Download or read book On Screen and Off written by Anne Berg and published by University of Pennsylvania Press. This book was released on 2022-02-22 with total page 201 pages. Available in PDF, EPUB and Kindle. Book excerpt: On Screen and Off shows that the making of Nazism was a local affair and the Nazi city a product of more than models and plans emanating from Berlin. In Hamburg, film was key in turning this self-styled "Gateway to the World" into a "Nazi city." The Nazi regime imagined film as a powerful tool to shape National Socialist subjects. In Hamburg, those very subjects chanced upon film culture as a seemingly apolitical opportunity to articulate their own ideas about how Nazism ought to work. Tracing discourses around film production and film consumption in the city, On Screen and Off illustrates how Nazi ideology was envisaged, imagined, experienced, and occasionally even fought over. Local authorities in Hamburg, from the governor Karl Kaufmann to youth wardens and members of the Hamburg Film Club, used debates over cinema to define the reach and practice of National Socialism in the city. Film thus engendered a political space in which local activists, welfare workers, cultural experts, and administrators asserted their views about the current state of affairs, articulated criticism and praise, performed their commitment to the regime, and policed the boundaries of the Volksgemeinschaft. Of all the championed "people's products," film alone extended the promise of economic prosperity and cultural preeminence into the war years and beyond the city's destruction. From the ascension of the Nazi regime through the smoldering rubble, going to the movies grounded normalcy in the midst of rupture.

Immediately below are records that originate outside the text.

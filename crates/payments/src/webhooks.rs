//! Payment webhook handling
//!
//! Applies verified payment events to orders: claims the event in the webhook
//! ledger, moves the referenced order with a single conditional write, and
//! queues the confirmation email for newly paid orders.

use std::sync::Arc;

use storefront_shared::{
    OrderStore, PaymentOutcome, ProcessingResult, TransitionOutcome, WebhookLedger,
};

use crate::email::OrderConfirmation;
use crate::error::{PaymentError, PaymentResult};
use crate::events::WebhookEvent;
use crate::notifications::NotificationQueue;

/// What handling a webhook event did
#[derive(Debug, Clone, PartialEq, Eq)]
pub enum WebhookDisposition {
    /// The order moved to the outcome's target state
    Applied {
        order_id: String,
        outcome: PaymentOutcome,
    },
    /// The order already reflected this outcome
    AlreadyApplied { order_id: String },
    /// The order had already left the payment window with another result
    Conflict { order_id: String },
    /// Event id already processed, or being processed by another request
    Duplicate,
    /// Event type this service does not act on
    Ignored,
    /// Recognized event without an order reference; dropped
    MissingOrderReference,
}

impl WebhookDisposition {
    fn ledger_result(&self) -> ProcessingResult {
        match self {
            Self::Applied { .. } | Self::AlreadyApplied { .. } => ProcessingResult::Success,
            _ => ProcessingResult::Skipped,
        }
    }
}

/// Webhook handler for payment events
pub struct WebhookHandler {
    orders: Arc<dyn OrderStore>,
    ledger: Arc<dyn WebhookLedger>,
    notifications: NotificationQueue,
}

impl WebhookHandler {
    pub fn new(
        orders: Arc<dyn OrderStore>,
        ledger: Arc<dyn WebhookLedger>,
        notifications: NotificationQueue,
    ) -> Self {
        Self {
            orders,
            ledger,
            notifications,
        }
    }

    /// Handle a verified payment event
    ///
    /// Claims the event id in the ledger first so concurrent or repeated
    /// deliveries of one event are processed once. Errors (unknown order,
    /// storage failure) are recorded on the ledger entry, which lets the
    /// processor's redelivery claim the event again.
    pub async fn handle_event(
        &self,
        event_id: &str,
        event: &WebhookEvent,
    ) -> PaymentResult<WebhookDisposition> {
        let claimed = self.ledger.claim(event_id, &event.event_type).await.map_err(|e| {
            tracing::error!(
                event_id = %event_id,
                error = %e,
                "Failed to claim webhook event for processing"
            );
            PaymentError::from(e)
        })?;

        if !claimed {
            let existing = self.ledger.get(event_id).await.ok().flatten();
            let reason = match existing.map(|record| record.processing_result) {
                Some(ProcessingResult::Success) => "already processed successfully",
                Some(ProcessingResult::Skipped) => "already accepted without action",
                Some(ProcessingResult::Processing) => "currently being processed by another request",
                Some(ProcessingResult::Error) => "previous attempt failed",
                None => "unknown (race condition?)",
            };
            tracing::info!(
                event_id = %event_id,
                event_type = %event.event_type,
                reason = %reason,
                "Duplicate webhook event"
            );
            return Ok(WebhookDisposition::Duplicate);
        }

        tracing::info!(
            event_id = %event_id,
            event_type = %event.event_type,
            "Processing payment webhook event"
        );

        let result = self.process_event_internal(event_id, event).await;

        let (processing_result, error_message) = match &result {
            Ok(disposition) => (disposition.ledger_result(), None),
            Err(e) => (ProcessingResult::Error, Some(e.to_string())),
        };

        // Retry once - the ledger entry is what makes redelivery safe
        if let Err(e) = self
            .ledger
            .complete(event_id, processing_result, error_message.as_deref())
            .await
        {
            tracing::warn!(
                event_id = %event_id,
                error = %e,
                "First attempt to update webhook ledger failed, retrying..."
            );
            if let Err(retry_err) = self
                .ledger
                .complete(event_id, processing_result, error_message.as_deref())
                .await
            {
                tracing::error!(
                    event_id = %event_id,
                    processing_result = %processing_result,
                    first_error = %e,
                    retry_error = %retry_err,
                    "Failed to update webhook ledger after retry. \
                     Event stays in 'processing' until the claim times out."
                );
            }
        }

        result
    }

    async fn process_event_internal(
        &self,
        event_id: &str,
        event: &WebhookEvent,
    ) -> PaymentResult<WebhookDisposition> {
        let Some(outcome) = event.outcome() else {
            tracing::info!(
                event_id = %event_id,
                event_type = %event.event_type,
                "Received unhandled payment event type - ignoring"
            );
            return Ok(WebhookDisposition::Ignored);
        };

        let Some(order_id) = event.order_id() else {
            tracing::error!(
                event_id = %event_id,
                event_type = %event.event_type,
                "Payment event has no orderId in metadata - dropping"
            );
            return Ok(WebhookDisposition::MissingOrderReference);
        };

        // Only a successful payment carries an identifier worth keeping
        let payment_id = match outcome {
            PaymentOutcome::Succeeded => event.payment_id(),
            PaymentOutcome::Failed | PaymentOutcome::Cancelled => None,
        };
        if outcome == PaymentOutcome::Succeeded && payment_id.is_none() {
            tracing::warn!(
                event_id = %event_id,
                order_id = %order_id,
                "Succeeded payment event has no payment id - order will be confirmed without one"
            );
        }

        let transition = self
            .orders
            .apply_payment_outcome(order_id, outcome, payment_id)
            .await
            .map_err(|e| {
                tracing::error!(
                    event_id = %event_id,
                    order_id = %order_id,
                    outcome = %outcome,
                    error = %e,
                    "Unprocessable payment event"
                );
                PaymentError::from(e)
            })?;

        if let Some(expected) = event.data.metadata.order_number.as_deref() {
            let actual = &transition.order().order_number;
            if expected != actual {
                tracing::warn!(
                    order_id = %order_id,
                    metadata_order_number = %expected,
                    order_number = %actual,
                    "Payment metadata order number does not match order"
                );
            }
        }

        match transition {
            TransitionOutcome::Applied(order) => {
                tracing::info!(
                    event_id = %event_id,
                    order_id = %order.id,
                    order_number = %order.order_number,
                    status = %order.status,
                    payment_status = %order.payment_status,
                    payment_id = ?order.payment_id,
                    "Order payment transition applied"
                );

                if outcome == PaymentOutcome::Succeeded {
                    self.notifications
                        .enqueue(OrderConfirmation::from_order(&order));
                }

                Ok(WebhookDisposition::Applied {
                    order_id: order.id,
                    outcome,
                })
            }
            TransitionOutcome::AlreadyApplied(order) => {
                tracing::info!(
                    event_id = %event_id,
                    order_id = %order.id,
                    payment_status = %order.payment_status,
                    "Order already reflects payment outcome - no-op"
                );
                Ok(WebhookDisposition::AlreadyApplied { order_id: order.id })
            }
            TransitionOutcome::Conflict(order) => {
                if outcome == PaymentOutcome::Succeeded {
                    tracing::error!(
                        event_id = %event_id,
                        order_id = %order.id,
                        status = %order.status,
                        payment_status = %order.payment_status,
                        payment_id = ?event.payment_id(),
                        "Payment succeeded for an order no longer awaiting payment - manual refund required"
                    );
                } else {
                    tracing::warn!(
                        event_id = %event_id,
                        order_id = %order.id,
                        outcome = %outcome,
                        status = %order.status,
                        payment_status = %order.payment_status,
                        "Payment event conflicts with order state - ignoring"
                    );
                }
                Ok(WebhookDisposition::Conflict { order_id: order.id })
            }
        }
    }
}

Download or read book Global Health Justice and Governance written by Jennifer Prah Ruger and published by Oxford University Press. This book was released on 2018 with total page 425 pages. Available in PDF, EPUB and Kindle. Book excerpt: In a world beset by serious and unconscionable health disparities, by dangerous contagions that can circle our globalized planet in hours, and by a bewildering confusion of health actors and systems, humankind needs a new vision, a new architecture, new coordination among renewed systems to ensure central health capabilities for all. Global Health Justice and Governance lays out the critical problems facing the world today and offers a new theory of justice and governance as a way to resolve these seemingly intractable issues. A fundamental responsibility of society is to ensure human flourishing. The central role that health plays in flourishing places a unique claim on our public institutions and resources, to ensure central health capabilities to reduce premature death and avoid preventable morbidities. Faced with staggering inequalities, imperiling epidemics, and inadequate systems, the world desperately needs a new global health architecture. Global Health Justice and Governance lays out this vision.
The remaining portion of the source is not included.